GMP stands for Good Manufacturing Practices, which is a system used in the pharmaceutical industry to make sure that goods are regularly produced and monitored in accordance with quality standards. The FDA’s current Good Manufacturing Practices requirements are referred to as cGMP or current GMP which indicates that the company follows the most recent GMP specifications. The World Health Organization (WHO) has its own set of GMP guidelines, called the WHO GMP. Different countries can also set their own guidelines for GMP like China (Chinese GMP) or the EU (EU GMP).
PharmaCompass offers a list of Lenvatinib Mesylate GMP manufacturers, exporters & distributors, which can be sorted by USDMF, JDMF, KDMF, CEP (COS), WC, API price, and more, enabling you to easily find the right Lenvatinib Mesylate GMP manufacturer or Lenvatinib Mesylate GMP API supplier for your needs.
A Lenvatinib Mesylate CoA (Certificate of Analysis) is a formal document that attests to Lenvatinib Mesylate's compliance with Lenvatinib Mesylate specifications and serves as a tool for batch-level quality control.

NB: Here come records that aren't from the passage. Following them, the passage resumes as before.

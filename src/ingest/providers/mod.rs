// src/ingest/providers/mod.rs
pub mod hackernews;
pub mod reddit;
pub mod rss;
pub mod twitter;
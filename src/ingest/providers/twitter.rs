// src/ingest/providers/twitter.rs
//! Social search via the Twitter/X v2 recent-search endpoint.

use anyhow::{anyhow, Context, Result};
use serde::Deserialize;

use crate::config::TwitterConfig;
use crate::ingest::fetch::{polite_pause, HttpFetch};
use crate::ingest::types::RawItem;

const TITLE_CHARS: usize = 100;

#[derive(Debug, Deserialize)]
struct SearchResponse {
    #[serde(default)]
    data: Vec<Tweet>,
}

#[derive(Debug, Deserialize)]
struct Tweet {
    id: String,
    text: String,
    #[serde(default)]
    author_id: Option<String>,
    #[serde(default)]
    public_metrics: Metrics,
}

#[derive(Debug, Default, Deserialize)]
struct Metrics {
    #[serde(default)]
    like_count: i64,
    #[serde(default)]
    retweet_count: i64,
    #[serde(default)]
    reply_count: i64,
}

/// The API only accepts 10..=100 results per page.
pub fn search_url(api_url: &str, query: &str, max_results: usize) -> Result<String> {
    let base = format!("{}/tweets/search/recent", api_url.trim_end_matches('/'));
    let max = max_results.clamp(10, 100).to_string();
    let url = reqwest::Url::parse_with_params(
        &base,
        &[
            ("query", query),
            ("max_results", max.as_str()),
            ("tweet.fields", "public_metrics,author_id,created_at"),
        ],
    )
    .with_context(|| format!("building twitter search url from {base}"))?;
    Ok(url.into())
}

pub fn tweet_url(id: &str) -> String {
    format!("https://twitter.com/i/web/status/{id}")
}

fn headline(text: &str) -> String {
    if text.chars().count() > TITLE_CHARS {
        let cut: String = text.chars().take(TITLE_CHARS).collect();
        format!("{}...", cut.trim_end())
    } else {
        text.to_string()
    }
}

/// Score = likes + 2 × retweets.
pub fn parse_search(body: &str) -> Result<Vec<RawItem>> {
    let resp: SearchResponse = serde_json::from_str(body).context("parsing twitter search json")?;
    Ok(resp
        .data
        .into_iter()
        .map(|t| RawItem {
            url: tweet_url(&t.id),
            title: headline(&t.text),
            score: t.public_metrics.like_count + 2 * t.public_metrics.retweet_count,
            comments_count: t.public_metrics.reply_count,
            author: t.author_id,
            excerpt: Some(t.text),
            id: t.id,
            source: None,
        })
        .collect())
}

pub fn bearer_token(cfg: &TwitterConfig) -> Result<String> {
    std::env::var(&cfg.bearer_token_env)
        .ok()
        .filter(|t| !t.trim().is_empty())
        .ok_or_else(|| anyhow!("missing twitter bearer token in ${}", cfg.bearer_token_env))
}

pub async fn fetch_tweets(
    cfg: &TwitterConfig,
    http: &dyn HttpFetch,
    polite_delay: std::time::Duration,
) -> Result<Vec<RawItem>> {
    let token = bearer_token(cfg)?;
    let mut out = Vec::new();
    for (i, query) in cfg.search_queries.iter().enumerate() {
        if i > 0 {
            polite_pause(polite_delay).await;
        }
        let url = search_url(&cfg.api_url, query, cfg.max_tweets_per_query)?;
        let body = http
            .get_text(&url, Some(&token))
            .await
            .with_context(|| format!("twitter search {query:?}"))?;
        out.extend(
            parse_search(&body)?
                .into_iter()
                .take(cfg.max_tweets_per_query),
        );
    }
    Ok(out)
}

Lenvatinib Mesylate CoA mostly includes findings from lab analyses of a specific batch. For each Lenvatinib Mesylate CoA document that a company creates, the USFDA specifies specific requirements, such as supplier information, material identification, transportation data, evidence of conformity and signature data.
Lenvatinib Mesylate may be tested according to a variety of international standards, such as European Pharmacopoeia (Lenvatinib Mesylate EP), Lenvatinib Mesylate JP (Japanese Pharmacopeia) and the US Pharmacopoeia (Lenvatinib Mesylate USP).